Este pastor considera que se devia investir mais na área ribeirinha valorizando-se o Rio Homem como uma área de lazer. “Aqui devíamos ter unicamente uma praia fluvial e não um parque de campismo”. Junto ao rio, no Verão, cerca de 15 famílias provenientes dos dormitórios da Trofa e da Maia vêm para aqui acampar. O “nível” do rio baixa consideravelmente porque “um traz um cão, um outro traz um cão ainda maior”. Há muita gente da Vila de Terras de Bouro que deixou de frequentar a praia fluvial, garante-nos Herculano. Os campistas que para aqui vêm, instalam-se nas “leiras” por baixo da sua casa e nunca o incomodaram. “Nunca se meteram comigo nem com os meus animais”, afirma o pastor. “Eu tento disciplinar a área. Digo-lhes que a zona de relva não é para colocar tendas, mas unicamente para pôr toalhas. Todos costumam respeitar as minhas orientações. Ninguém quer ver a relva amarela e apodrecida”.

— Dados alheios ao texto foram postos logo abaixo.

//! # Sale Repository
//!
//! Invoices for the sales view and reports.
//!
//! ## Recording a Sale
//! ```text
//! ┌─────────────────────────────────────────────────────────────────────────┐
//! │  record(NewSale, rules)                                                 │
//! │   1. validate quantity, load product (and customer name)                │
//! │   2. totals: unit × qty − discount, + tax on the discounted amount      │
//! │   3. next invoice number  INV-000042                                    │
//! │   4. guarded stock decrement          ── short → InsufficientStock      │
//! │   5. INSERT sales                     ── fails → stock put back         │
//! │   6. INSERT stock_movements (OUT, SALE, sale id)                        │
//! └─────────────────────────────────────────────────────────────────────────┘
//! ```

use chrono::NaiveDate;
use ssms_core::validation::{validate_date_range, validate_discount_cents, validate_quantity, validate_tax_rate_bps};
use ssms_core::{params, BusinessRules, NewSale, ReferenceType, Sale, SaleTotals};
use tracing::{debug, error, info, warn};

use crate::connector::{Connector, SqlxConnector};
use crate::error::{DbError, DbResult};
use crate::repository::next_sequence;
use crate::repository::product::StockAdjustment;
use crate::store::Store;

#[derive(Debug, Clone)]
pub struct SaleRepository<C: Connector + Clone = SqlxConnector> {
    store: Store<C>,
}

impl<C: Connector + Clone> SaleRepository<C> {
    pub fn new(store: Store<C>) -> Self {
        SaleRepository { store }
    }

    pub async fn get_by_invoice(&self, invoice_number: &str) -> DbResult<Option<Sale>> {
        self.store
            .query(
                "SELECT * FROM sales WHERE invoice_number = ?",
                params![invoice_number],
            )
            .await
            .into_first()
    }

    /// Next free invoice number for `rules.invoice_prefix`.
    pub async fn next_invoice_number(&self, rules: &BusinessRules) -> DbResult<String> {
        let rows = self
            .store
            .query(
                "SELECT invoice_number FROM sales WHERE invoice_number LIKE ?",
                params![format!("{}-%", rules.invoice_prefix)],
            )
            .await
            .into_rows()?;
        let used = rows
            .iter()
            .filter_map(|row| row.get_str("invoice_number").ok());
        Ok(rules.invoice_number(next_sequence(&rules.invoice_prefix, used)))
    }

    /// Records a sale and takes its quantity out of stock.
    ///
    /// Unit price defaults to the product's selling price and the tax rate
    /// to `rules.default_tax_rate`.
    ///
    /// ## Errors
    /// - `Core(Validation)` for a bad quantity, discount or tax rate
    /// - `NotFound` for an unknown product or customer
    /// - `Core(InsufficientStock)` when stock is short
    ///
    /// ## Partial success
    /// Once the sale row is stored the sale counts as recorded. A failed
    /// stock-movement insert after that point is logged and the sale is
    /// still returned. If the stored row cannot be read back, the error is
    /// returned although the sale exists; look it up by the invoice number
    /// in the log.
    pub async fn record(&self, sale: &NewSale, rules: &BusinessRules) -> DbResult<Sale> {
        validate_quantity(sale.quantity)?;

        let products = self.store.products();
        let product = products
            .get(sale.product_id)
            .await?
            .filter(|p| p.is_active)
            .ok_or_else(|| DbError::not_found("Product", sale.product_id))?;

        let customer_name = match sale.customer_id {
            Some(id) => Some(
                self.store
                    .customers()
                    .get(id)
                    .await?
                    .ok_or_else(|| DbError::not_found("Customer", id))?
                    .name,
            ),
            None => None,
        };

        let unit_price = sale.unit_price.unwrap_or(product.selling_price);
        let rate = sale.tax_rate.unwrap_or(rules.default_tax_rate);
        validate_tax_rate_bps(rate.bps())?;
        validate_discount_cents(sale.discount.cents(), (unit_price * sale.quantity).cents())?;
        let totals = SaleTotals::compute(unit_price, sale.quantity, sale.discount, rate);

        let invoice = self.next_invoice_number(rules).await?;
        debug!(invoice = %invoice, sku = %product.sku, quantity = sale.quantity, "Recording sale");

        products.apply_delta(product.id, -sale.quantity).await?;

        let inserted = self
            .store
            .query(
                "INSERT INTO sales (invoice_number, customer_id, customer_name, product_id, \
                 product_name, quantity, unit_price_cents, total_amount_cents, \
                 discount_amount_cents, tax_amount_cents, payment_method, payment_status, notes) \
                 VALUES (?, ?, ?, ?, ?, ?, ?, ?, ?, ?, ?, ?, ?)",
                params![
                    invoice.as_str(),
                    sale.customer_id,
                    customer_name,
                    product.id,
                    product.name.as_str(),
                    sale.quantity,
                    unit_price,
                    totals.total,
                    totals.discount,
                    totals.tax,
                    sale.payment_method,
                    sale.payment_status,
                    sale.notes.as_deref()
                ],
            )
            .await
            .into_affected();

        if let Err(err) = inserted {
            if let Err(restore) = products.apply_delta(product.id, sale.quantity).await {
                warn!(
                    product_id = product.id,
                    error = %restore,
                    "Failed to put stock back after a rejected sale"
                );
            }
            return Err(err);
        }

        let recorded = match self.get_by_invoice(&invoice).await {
            Ok(Some(recorded)) => recorded,
            Ok(None) => return Err(DbError::not_found("Sale", &invoice)),
            Err(err) => {
                error!(invoice = %invoice, error = %err, "Sale stored but could not be read back");
                return Err(err);
            }
        };

        let movement = StockAdjustment {
            product_id: product.id,
            delta: -sale.quantity,
            reference: ReferenceType::Sale,
            reference_id: Some(recorded.id),
            notes: Some(format!("Sale {}", invoice)),
        };
        if let Err(err) = products.record_movement(&movement).await {
            warn!(
                invoice = %invoice,
                product_id = product.id,
                error = %err,
                "Sale recorded without its stock movement"
            );
        }

        info!(invoice = %invoice, total = %totals.total, "Sale recorded");
        Ok(recorded)
    }

    /// Latest sales, newest first.
    pub async fn recent(&self, limit: i64) -> DbResult<Vec<Sale>> {
        self.store
            .query(
                "SELECT * FROM sales ORDER BY created_at DESC, id DESC LIMIT ?",
                params![limit],
            )
            .await
            .into_records()
    }

    /// Sales whose date falls in `start..=end`, oldest first.
    pub async fn between(&self, start: NaiveDate, end: NaiveDate) -> DbResult<Vec<Sale>> {
        validate_date_range(start, end)?;
        self.store
            .query(
                "SELECT * FROM sales WHERE DATE(created_at) BETWEEN ? AND ? \
                 ORDER BY created_at, id",
                params![start, end],
            )
            .await
            .into_records()
    }
}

Admira muito Gandhi e Luther King. Enaltece a herança de Gandhi que afirma ser imensa. Sublinha a sua luta pacífica que teve a sua origem na meditação e nos grandes textos hindus. Luther King também foi muito importante “tal como ele, eu quero que a liberdade ressoe! Conhecer o pensamento destes grandes homens, fez de mim um humanista e um naturalista”.
Afirma que o homem não é só matéria, mas força de vontade. Por isso, acredita muito nas filosofias orientais e, em particular, nas budistas. “Agarrei-me a elas para ganhar uma nova esperança de vida.” Para si, o homem forma-se por si próprio. Considera que as religiões ocidentais “arrebanham muito as pessoas, tirando-lhes autonomia”. Por isso, não é devoto, nem segue o culto da religião dominante. “Tanto a política como a religião estão falidas. O homem deve ser humanista, por isso temos de arranjar um novo sistema que valorize mais o nosso íntimo”.
Defende a necessidade de se criar na Vila uma praça da ruralidade. “Acho que se devia trazer a ruralidade para a Vila: uma calçada romana, a Geira, um espigueiro, um moinho, um engenho do linho, para oferecermos algo diferente a quem nos visita. Esta ideia bem aproveitada podia trazer gente e receitas para o Município de Terras de Bouro. Enquanto tal não acontece, na Encosta de Além, o pastor Herculano guarda as cabras, vigia o nosso rio, lê e sonha…
Publicado no jornal o "Geresão" em 20 de Junho de 2007.
1 comentário:
Herculano é sem dúvida um grande homem, como poucos existem, graças à sua riqueza de espírito, riqueza essa que está a milhas de ser alcançada por muito de nós. É impressionante como o ser humano é um ser fútil, olhemos para este homem como um exemplo de maturidade espiritual e intelectual.